In mapping these parameters to theoretical constructs, we note that changes in the initial activation of targets and competitors should appear in a number of places. When activation is more rapid, we would expect steeper target slopes and earlier crossovers. These will be coupled with higher cohort peaks (since people make more rapid commitments to the cohorts). Conversely, late-stage competition resolution should appear as differences in the asymptotes of the targets and cohorts, and in the offset slope of the cohort.

Results

Accuracy

First, we examined mouse-clicks with a 2×2 ANOVA (listener group × carrier phrase) to ensure that listeners were accurate enough in the task to justify the fixation analysis. Both listener groups were generally accurate, though CI users were significantly less so (M = 93.10% correct, SD = 5.86%) than NH listeners (M = 99.77% correct, SD = 0.55%; F(1,40) = 27.58, p < .001). Accuracy was also similar between words in insolation and in carrier phrases, though there were significantly more errors in the carrier phrase condition (M = 96.00%, SD = 3.63%; F(1,40) = 14.24, p < .001) than in the word in isolation condition (M = 96.87%, SD = 2.77%). There was a significant interaction, F(1,40) = 7.95, p = .007. This was driven by the fact that the effect of context was only significant for CI users, t(20) = 3.58, p = .002, but not for NH listeners, t(20) = 1.22, p = .236. This suggests that carrier phrases had a detrimental (not faciliatory) effect on CI users’ performance.
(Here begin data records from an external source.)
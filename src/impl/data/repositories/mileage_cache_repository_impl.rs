use std::{path::Path, sync::Mutex};

use async_trait::async_trait;
use chrono::{DateTime, Utc};
use fractic_server_error::ServerError;
use tracing::{debug, info, warn};

use crate::{
    config::CacheStoreConfig,
    data::{
        datasources::mileage_sqlite_datasource::{MileageSqliteDatasource, NewMileageEntry},
        models::cache_sync_metadata_model::CacheSyncMetadataModel,
    },
    domain::repositories::mileage_cache_repository::MileageCacheRepository,
    entities::{
        CacheKey, CacheSyncMetadata, CloseOutcome, DistanceResolver, MileageCacheEntry,
        MileageCacheEntryId, OverrideUpdate, RemoteMirror, SyncConflictResolver, SyncDecision,
        SyncPhase,
    },
    errors::{
        CacheDatabaseError, CacheEntryNotFound, CacheStoreClosed, InvalidCacheMetadata,
        ReadError, SyncAborted, WriteError,
    },
};

/// SQLite-backed mileage cache mirrored to a remote object store.
///
/// `open` pulls the remote snapshot over the local file before anything is
/// read, and `close` pushes the file back together with fresh metadata. A
/// store that could not download its snapshot is local-only and never
/// uploads, so a stale local file cannot overwrite the remote copy.
pub struct MileageCacheStore<M, D, S>
where
    M: RemoteMirror,
    D: DistanceResolver,
    S: SyncConflictResolver,
{
    config: CacheStoreConfig,
    mirror: M,
    distance: D,
    resolver: S,
    db: Mutex<Option<MileageSqliteDatasource>>,
    remote_metadata: Option<CacheSyncMetadata>,
    local_only: bool,
}

/// Remote state fetched during open. `None` fields mean the object does not
/// exist on the mirror yet.
struct RemoteSnapshot {
    database: Option<Vec<u8>>,
    metadata: Option<CacheSyncMetadata>,
}
use std::{collections::HashMap, fs, str::FromStr as _};

use csv::StringRecord;
use fractic_server_error::ServerError;
use tracing::warn;

use crate::{
    data::models::{quantity_model::QuantityModel, service_date_model::ServiceDateModel},
    entities::{BillingRow, BillingRowId, DetailFields, DetailGroup, OrderItemFields},
    errors::{InvalidCsv, MissingCsvColumn, ReadError},
};

pub(crate) trait BillingCsvDatasource {
    fn from_string(&self, s: &str) -> Result<Vec<BillingRow>, ServerError>;

    fn from_file<P>(&self, path: P) -> Result<Vec<BillingRow>, ServerError>
    where
        P: AsRef<std::path::Path>;
}

pub(crate) struct BillingCsvDatasourceImpl;

impl BillingCsvDatasourceImpl {
    pub(crate) fn new() -> Self {
        Self
    }
}

/// Column positions resolved once from the header row.
struct Columns {
    first_name: usize,
    last_name: usize,
    pickup_address: usize,
    dropoff_address: usize,
    payer: usize,
    order_id: usize,
    client_authorization: usize,
    service_date: usize,
    detail_groups: Vec<(DetailGroup, [usize; 4])>,
    custom_service_codes: usize,
    order_items: usize,
    order_item_service_codes: usize,
    order_item_modifiers: usize,
    case_worker: Option<usize>,
    case_worker_email: Option<usize>,
    billing_frequency: Option<usize>,
    trip_miles: Option<usize>,
    dead_miles: Option<usize>,
}

impl Columns {
    fn from_headers(headers: &StringRecord) -> Result<Self, ServerError> {
        let index: HashMap<String, usize> = headers
            .iter()
            .enumerate()
            .map(|(i, h)| (h.trim().to_lowercase(), i))
            .collect();
        let optional = |name: &str| index.get(&name.to_lowercase()).copied();
        let required =
            |name: &str| optional(name).ok_or_else(|| MissingCsvColumn::new(name));

        let detail_groups = DetailGroup::ALL
            .iter()
            .map(|group| -> Result<(DetailGroup, [usize; 4]), ServerError> {
                let prefix = group.column_prefix();
                Ok((
                    *group,
                    [
                        required(&format!("{} Service Code", prefix))?,
                        required(&format!("{} Modifier", prefix))?,
                        required(&format!("{} Quantity", prefix))?,
                        required(&format!("{} Cost", prefix))?,
                    ],
                ))
            })
            .collect::<Result<Vec<_>, _>>()?;

        Ok(Self {
            first_name: required("Passenger First Name")?,
            last_name: required("Passenger Last Name")?,
            pickup_address: required("PU Address")?,
            dropoff_address: required("DO Address")?,
            payer: required("Payer")?,
            order_id: required("Order ID")?,
            client_authorization: required("Client Authorization")?,
            service_date: required("Date of Service")?,
            detail_groups,
            custom_service_codes: required("Custom Service Codes")?,
            order_items: required("Order Items")?,
            order_item_service_codes: required("Order Item Service Codes")?,
            order_item_modifiers: required("Order Item Modifiers")?,
            case_worker: optional("Case Worker"),
            case_worker_email: optional("Case Worker Email"),
            billing_frequency: optional("Billing Frequency"),
            trip_miles: optional("Trip Miles"),
            dead_miles: optional("Dead Miles"),
        })
    }
}

fn cell(r: &StringRecord, i: usize) -> &str {
    r.get(i).unwrap_or("").trim()
}

fn optional_cell(r: &StringRecord, i: Option<usize>) -> Option<String> {
    i.map(|i| cell(r, i))
        .filter(|v| !v.is_empty())
        .map(str::to_string)
}

fn optional_miles(r: &StringRecord, i: Option<usize>, row: usize) -> Option<f64> {
    let raw = optional_cell(r, i)?;
    match QuantityModel::from_str(&raw) {
        Ok(miles) => Some(miles.into()),
        Err(e) => {
            warn!(row, value = %raw, error = ?e, "ignoring unreadable mileage cell");
            None
        }
    }
}

/// The export starts with a title line; the real header is on the second
/// physical line.
fn skip_title_line(s: &str) -> &str {
    match s.find('\n') {
        Some(i) => &s[i + 1..],
        None => "",
    }
}

impl BillingCsvDatasource for BillingCsvDatasourceImpl {
    fn from_string(&self, s: &str) -> Result<Vec<BillingRow>, ServerError> {
        let mut reader = csv::ReaderBuilder::new()
            .flexible(true)
            .from_reader(skip_title_line(s).as_bytes());
        let headers = reader
            .headers()
            .map_err(|e| InvalidCsv::with_debug(&e))?
            .clone();
        let columns = Columns::from_headers(&headers)?;

        reader
            .records()
            .enumerate()
            .filter_map(|(i, r)| {
                match r.map_err(|e| InvalidCsv::with_debug(&e)) {
                    Err(e) => Some(Err(e)),
                    // Blank and footer rows carry neither a passenger nor an order.
                    Ok(r) if cell(&r, columns.first_name).is_empty()
                        && cell(&r, columns.last_name).is_empty()
                        && cell(&r, columns.order_id).is_empty() =>
                    {
                        None
                    }
                    Ok(r) => Some(Ok(Self::build_row(&columns, i, &r))),
                }
            })
            .collect()
    }

    fn from_file<P>(&self, path: P) -> Result<Vec<BillingRow>, ServerError>
    where
        P: AsRef<std::path::Path>,
    {
        self.from_string(&fs::read_to_string(path).map_err(|e| ReadError::with_debug(&e))?)
    }
}

impl BillingCsvDatasourceImpl {
    fn build_row(columns: &Columns, i: usize, r: &StringRecord) -> BillingRow {
        let raw_service_date = cell(r, columns.service_date);
        let service_date = if raw_service_date.is_empty() {
            None
        } else {
            match ServiceDateModel::from_str(raw_service_date) {
                Ok(date) => Some(date.into()),
                Err(e) => {
                    warn!(row = i, value = raw_service_date, error = ?e, "ignoring unreadable date of service");
                    None
                }
            }
        };

        let detail_groups = columns
            .detail_groups
            .iter()
            .map(|(group, [codes, modifiers, quantities, costs])| {
                (
                    *group,
                    DetailFields {
                        service_codes: cell(r, *codes).to_string(),
                        modifiers: cell(r, *modifiers).to_string(),
                        quantities: cell(r, *quantities).to_string(),
                        costs: cell(r, *costs).to_string(),
                    },
                )
            })
            .collect();

        BillingRow {
            id: BillingRowId(i as u64),
            first_name: cell(r, columns.first_name).to_string(),
            last_name: cell(r, columns.last_name).to_string(),
            pickup_address: cell(r, columns.pickup_address).to_string(),
            dropoff_address: cell(r, columns.dropoff_address).to_string(),
            payer: cell(r, columns.payer).to_string(),
            order_id: optional_cell(r, Some(columns.order_id)),
            client_authorization: optional_cell(r, Some(columns.client_authorization)),
            service_date,
            case_worker: optional_cell(r, columns.case_worker),
            case_worker_email: optional_cell(r, columns.case_worker_email),
            billing_frequency: optional_cell(r, columns.billing_frequency),
            trip_miles: optional_miles(r, columns.trip_miles, i),
            dead_miles: optional_miles(r, columns.dead_miles, i),
            detail_groups,
            custom_service_codes: cell(r, columns.custom_service_codes).to_string(),
            order_items: OrderItemFields {
                items: cell(r, columns.order_items).to_string(),
                service_codes: cell(r, columns.order_item_service_codes).to_string(),
                modifiers: cell(r, columns.order_item_modifiers).to_string(),
            },
        }
    }
}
However, even with these differences, accuracy was sufficiently high across both listener groups and conditions to justify analysis of the fixations, and the differences were numerically small and unlikely to substantially bias the fixation analysis.

Fixations

Figure 1 shows the fixations to the target, cohort and rhyme (after baseline correction) as a function of time. Both groups initiated looks to the target faster when words occurred in carrier phrases. In addition, both groups fixated cohorts earlier and to a slightly higher degree in carrier phrases. CI users still show the previously observed delays relative to NH listeners (Farris-Trimble et al., 2014), but the effect of carrier phrases was similar to that of the NH.

Target fixations.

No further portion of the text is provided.